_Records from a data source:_
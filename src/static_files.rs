//! Static file fallback.
//!
//! Serves the files of a project directory the way a development server
//! does, mounted under a public `base` path. This is what requests fall
//! through to when no middleware or route answers them.

use std::io::ErrorKind;
use std::path::{Component, Path, PathBuf};
use std::sync::Arc;

use http::{Method, StatusCode};
use tracing::{debug, error};

use crate::handler::{BoxFuture, BoxedHandler, ErasedHandler, Handler, private};
use crate::request::Request;
use crate::response::{ContentType, Response};

/// Handler serving files below `root` at URL prefix `base`.
///
/// `base` accepts the same spellings a bundler config does: `"./"`, `"/"` and
/// `""` all mount at the site root; `"/app"` and `"/app/"` mount at `/app/`.
#[derive(Clone, Debug)]
pub struct StaticFiles {
    root: Arc<Path>,
    base: Arc<str>,
}

impl StaticFiles {
    pub fn new(root: impl Into<PathBuf>, base: &str) -> Self {
        let root: PathBuf = root.into();
        Self {
            root: Arc::from(root),
            base: Arc::from(normalize_base(base)),
        }
    }

    pub fn root(&self) -> &Path { &self.root }
    pub fn base(&self) -> &str { &self.base }

    async fn serve(&self, req: Request) -> Response {
        if req.method() != Method::GET && req.method() != Method::HEAD {
            return Response::builder()
                .status(StatusCode::METHOD_NOT_ALLOWED)
                .header("allow", "GET, HEAD")
                .no_body();
        }

        let Some(mut path) = self.resolve(req.path()) else {
            debug!(path = %req.path(), "outside base or not a plain path");
            return Response::status(StatusCode::NOT_FOUND);
        };

        if tokio::fs::metadata(&path).await.is_ok_and(|m| m.is_dir()) {
            path.push("index.html");
        }

        match tokio::fs::read(&path).await {
            Ok(bytes) => {
                let content_type = path.extension()
                    .and_then(|e| e.to_str())
                    .map_or(ContentType::OctetStream, ContentType::from_extension);
                Response::builder().bytes(content_type, bytes)
            }
            Err(e) if e.kind() == ErrorKind::NotFound => Response::status(StatusCode::NOT_FOUND),
            Err(e) => {
                error!(path = %path.display(), error = %e, "failed to read static file");
                Response::status(StatusCode::INTERNAL_SERVER_ERROR)
            }
        }
    }

    /// Maps a URL path to a file path under `root`, or `None` if the path is
    /// not under `base` or tries to leave `root`.
    ///
    /// Segments are percent-decoded one at a time, so an encoded `/` stays
    /// inside its segment and is rejected there.
    fn resolve(&self, url_path: &str) -> Option<PathBuf> {
        let rest = match url_path.strip_prefix(&*self.base) {
            Some(rest) => rest,
            // "/app" addresses the "/app/" mount itself.
            None if url_path.len() + 1 == self.base.len() && self.base.starts_with(url_path) => "",
            None => return None,
        };

        let mut path = self.root.to_path_buf();
        for raw in rest.split('/').filter(|s| !s.is_empty()) {
            let segment = urlencoding::decode(raw).ok()?;
            if segment.contains(['/', '\\', '\0']) {
                return None;
            }
            match Path::new(&*segment).components().next() {
                Some(Component::Normal(part)) => path.push(part),
                Some(Component::CurDir) => {}
                _ => return None,
            }
        }
        Some(path)
    }
}

fn normalize_base(base: &str) -> String {
    let trimmed = base.trim_start_matches('.').trim_matches('/');
    if trimmed.is_empty() {
        "/".to_owned()
    } else {
        format!("/{trimmed}/")
    }
}

impl private::Sealed for StaticFiles {}

impl Handler for StaticFiles {
    fn into_boxed_handler(self) -> BoxedHandler {
        Arc::new(self)
    }
}

impl ErasedHandler for StaticFiles {
    fn call(&self, req: Request) -> BoxFuture {
        let this = self.clone();
        Box::pin(async move { this.serve(req).await })
    }
}
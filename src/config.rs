//! `formecho.toml` configuration.
//!
//! ```toml
//! base = "./"
//! root = "public"
//!
//! [server]
//! addr = "127.0.0.1:5173"
//!
//! [form_echo]
//! mode = "dev"              # or "preview"
//! format = "inspect"        # "compact", "json"
//! depth = 3
//! decode_error_status = 400
//! max_body_bytes = 10485760
//! # upload_dir = "/tmp/uploads"
//! keep_uploads = false
//! ```
//!
//! Every key is optional.

use std::path::{Path, PathBuf};

use serde::Deserialize;

use crate::error::Error;
use crate::middleware::{FormEcho, FormEchoConfig, Trace};
use crate::router::Router;
use crate::static_files::StaticFiles;

pub const DEFAULT_ADDR: &str = "127.0.0.1:5173";

#[derive(Debug, Clone, Deserialize)]
#[serde(default, deny_unknown_fields)]
pub struct Config {
    /// Public path the site is mounted under. Passed to the static file
    /// fallback unchanged.
    pub base: String,
    /// Directory served for requests no middleware answers.
    pub root: PathBuf,
    pub server: ServerConfig,
    pub form_echo: FormEchoConfig,
}

#[derive(Debug, Clone, Deserialize)]
#[serde(default, deny_unknown_fields)]
pub struct ServerConfig {
    pub addr: String,
}

impl Default for Config {
    fn default() -> Self {
        Self {
            base: "./".to_owned(),
            root: PathBuf::from("."),
            server: ServerConfig::default(),
            form_echo: FormEchoConfig::default(),
        }
    }
}

impl Default for ServerConfig {
    fn default() -> Self {
        Self { addr: DEFAULT_ADDR.to_owned() }
    }
}

impl Config {
    pub fn from_file(path: &Path) -> Result<Self, Error> {
        let content = std::fs::read_to_string(path)?;
        Self::from_toml_str(&content)
    }

    pub fn from_toml_str(content: &str) -> Result<Self, Error> {
        Ok(toml::from_str(content)?)
    }

    /// Assembles the request pipeline: tracing, then form echo, then static
    /// files under `base`.
    pub fn router(&self) -> Router {
        Router::new()
            .layer(Trace)
            .layer(FormEcho::new(self.form_echo.clone()))
            .fallback(StaticFiles::new(self.root.clone(), &self.base))
    }
}

#[cfg(test)]
mod tests {
    use http::StatusCode;

    use super::*;
    use crate::middleware::FormEchoMode;
    use crate::render::RenderFormat;

    #[test]
    fn empty_file_gives_defaults() {
        let config = Config::from_toml_str("").unwrap();
        assert_eq!(config.base, "./");
        assert_eq!(config.root, PathBuf::from("."));
        assert_eq!(config.server.addr, DEFAULT_ADDR);
        assert_eq!(config.form_echo.mode, FormEchoMode::Dev);
        assert_eq!(config.form_echo.decode_error_status, StatusCode::BAD_REQUEST);
    }

    #[test]
    fn parses_full_config() {
        let config = Config::from_toml_str(
            r#"
            base = "/app/"
            root = "dist"

            [server]
            addr = "0.0.0.0:4173"

            [form_echo]
            mode = "preview"
            format = "compact"
            depth = 5
            keep_uploads = true
            upload_dir = "/tmp/up"
            "#,
        )
        .unwrap();

        assert_eq!(config.base, "/app/");
        assert_eq!(config.root, PathBuf::from("dist"));
        assert_eq!(config.server.addr, "0.0.0.0:4173");
        assert_eq!(config.form_echo.mode, FormEchoMode::Preview);
        assert_eq!(config.form_echo.format, RenderFormat::Compact);
        assert_eq!(config.form_echo.depth, 5);
        assert!(config.form_echo.keep_uploads);
        assert_eq!(config.form_echo.upload_dir, Some(PathBuf::from("/tmp/up")));
    }

    #[test]
    fn unknown_keys_are_errors() {
        let err = Config::from_toml_str("bsae = \"./\"").unwrap_err();
        assert!(matches!(err, Error::Config(_)));
    }

    #[test]
    fn missing_file_is_io_error() {
        let err = Config::from_file(Path::new("/definitely/not/here.toml")).unwrap_err();
        assert!(matches!(err, Error::Io(_)));
    }
}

_ACTION ITEM:_
Please copy only the lines between the first line of the entries and the line with "use std::sync::Arc;", keeping those two end lines as well, exactly as written.

_ANSWER BOX:_
filename src/static_files.rs
//! Static file fallback.
//!
//! Serves the files of a project directory the way a development server
//! does, mounted under a public `base` path. This is what requests fall
//! through to when no middleware or route answers them.

use std::io::ErrorKind;
use std::path::{Component, Path, PathBuf};
use std::sync::Arc;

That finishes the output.